関連:【全裸忍者】 【パンチラ】  【萌えカルチャー】


バド・ホワイト
 (人物)(出典:LAコンフィデンシャル)
 本名バド・ウェンデル・ホワイト。通称「バッド(悪党)・バド」。腕っぷしの強い荒くれ者のおまわり。
 16の頃、アル中の父親が母親を殴り殺し、その死体が腐敗していく様をベッドに縛り付けられた状態で見続けていたというトラウマを持つ。そのため女性に暴力を振るう人間を異常に憎悪するようになった。自分の先輩刑事であるディック・ステンズラントを売ったエクスリーと対立することになる。
 映画版『LA〜』ではラッセル・クロウが演じた。

関連:【LAコンフィデンシャル】


バレットウィッチ
 (ゲーム)


 2006年にXbox360で発売された日本製TPS。
 箒を模した銃「ガンロッド」を手にした魔女、アリシアが悪魔と戦いを繰り広げるというもので、通常の銃撃のほか各種の魔法(障害物を吹き飛ばす念動力、銃撃を防ぐ壁の生成など)を使った戦闘が特色。
 操作性がぎこちない、理不尽に難しいなど問題点をいくつも抱えており、凡作以上か以下かは意見が分かれる。しかし見上げるように巨大なボスキャラや物理演算を駆使した破壊描写など、新世代ハードのパワーをうかがわせるゲームだったのは確かである。
 ハードの黎明期という当時にしては十分遊べる出来であり、わけても魔法を使った戦闘はブラッシュアップ次第で化ける可能性も感じられたため、1作限りで終わったことを惜しむファンは多かった。

・キュートなアリシアさん
 本作の魅力は実際のところ主人公であるアリシアさんによるところが大である。巨大な銃を手にした黒衣の美女というスタイルは美しさとカッコ良さが絶妙に溶け合っており、綺麗で強くてカッコいいおネーさんが大好きな人にとってはどストライクなキャラだった。
 おネーさんといっても後の魔女キャラであるベヨネッタと比較すればまだ少女らしい部分もあり(劇中の情報を付き合わせると推定19歳だったはず)、DLCの女子校生コスも違和感なく着こなしている。それでいてアダルティな秘書コスでセクシー美女にも化けるし、まったくもって魔女はけしからんな! 俺が異端審問してやる!というようなヒロインであった。

 女子校生アリシアと秘書アリシア

 女子校生コスはブラが透けてる上に当然のごとくパンチラするという、少々やり過ぎ感がある媚びっぷりだが、基本的には戦うヒロインとしてのクールさと可愛さをうまく融合したキャラクターデザインだと思う。
 なお一部ファンから熱烈に望まれた「魔女っ子コス」は残念ながら出なかった。

・アメリカでのアリシアさん
 日本の翌年にリリースされた北米版では一部のダメージ数値が修正されたほか、緊急回避中にもカメラ操作が可能になるなど操作性も改善され、日本のユーザーを羨ましがらせた。さらに特典のブックレットには描き下ろしのコミックを収録するなど、様々な意味で豪華なバージョンだったといえる。

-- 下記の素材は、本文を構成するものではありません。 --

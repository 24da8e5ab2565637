use std::path::PathBuf;

use chrono::Local;
use clap::Subcommand;
use planwise_core::{EventCategory, HabitStore};

use crate::common::{self, CliResult};

#[derive(Subcommand)]
pub enum HabitsAction {
    /// Learn from past events and save the updated patterns
    Learn {
        /// JSON file holding an array of events ("-" for stdin)
        events: PathBuf,
    },
    /// Summaries of every learned category
    List,
    /// Full pattern for one category
    Show {
        /// Category (work, personal, social, health, learning, other)
        category: EventCategory,
    },
    /// Usual time for a category on a given day
    Suggest {
        /// Category (work, personal, social, health, learning, other)
        category: EventCategory,
        /// Day to suggest for, YYYY-MM-DD (default: today)
        #[arg(long)]
        date: Option<String>,
    },
    /// Plain-text summary for an assistant prompt
    Context,
    /// Forget all learned habits
    Reset,
}

pub fn run(action: HabitsAction) -> CliResult {
    let store = HabitStore::open_default()?;

    match action {
        HabitsAction::Learn { events } => {
            let events = common::load_events(&events)?;
            let mut learner = store.load()?;
            learner.learn_from_events(&events);
            store.save(&learner)?;
            eprintln!("learned from {} events", events.len());
            common::print_json(&learner.summaries())?;
        }
        HabitsAction::List => {
            let learner = store.load()?;
            common::print_json(&learner.summaries())?;
        }
        HabitsAction::Show { category } => {
            let learner = store.load()?;
            let pattern = learner
                .pattern(category)
                .ok_or_else(|| format!("no habits learned for {category}"))?;
            common::print_json(pattern)?;
        }
        HabitsAction::Suggest { category, date } => {
            let date = match date {
                Some(value) => common::parse_date(&value)?,
                None => Local::now().date_naive(),
            };
            let learner = store.load()?;
            let time = learner
                .suggest_time(category, date)
                .ok_or_else(|| format!("no usual time for {category} on {date}"))?;
            common::print_json(&time)?;
        }
        HabitsAction::Context => {
            let learner = store.load()?;
            println!("{}", learner.render_context());
        }
        HabitsAction::Reset => {
            store.clear()?;
            println!("habits reset");
        }
    }
    Ok(())
}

 だがシューター本場の壁はやはり高く、レビューサイトのスコアは10点満点中平均5点台という酷評に終わった。
 もともと傑作とは言い難いタイトルではあったが、海外ではFPS/TPSにはマルチプレイがあって当然という風潮が強く、それを欠いたことで不利になったのは否めない。特に北米では前年、この世代の代表的TPSともいえる『Gears of War』が出ていたこともあり、バレットウィッチのユニークさよりも至らなさの方が目につく結果となったのではないだろうか。
 後になって海外ゲーム業界のコラムで「みんなバレッチをクソゲー扱いしたけど、俺はそんな悪くないと思うよ」的な記事を読んだ気がするのだが、探してもみつからない。いや確かにあったんだよ。夢とかじゃなくて。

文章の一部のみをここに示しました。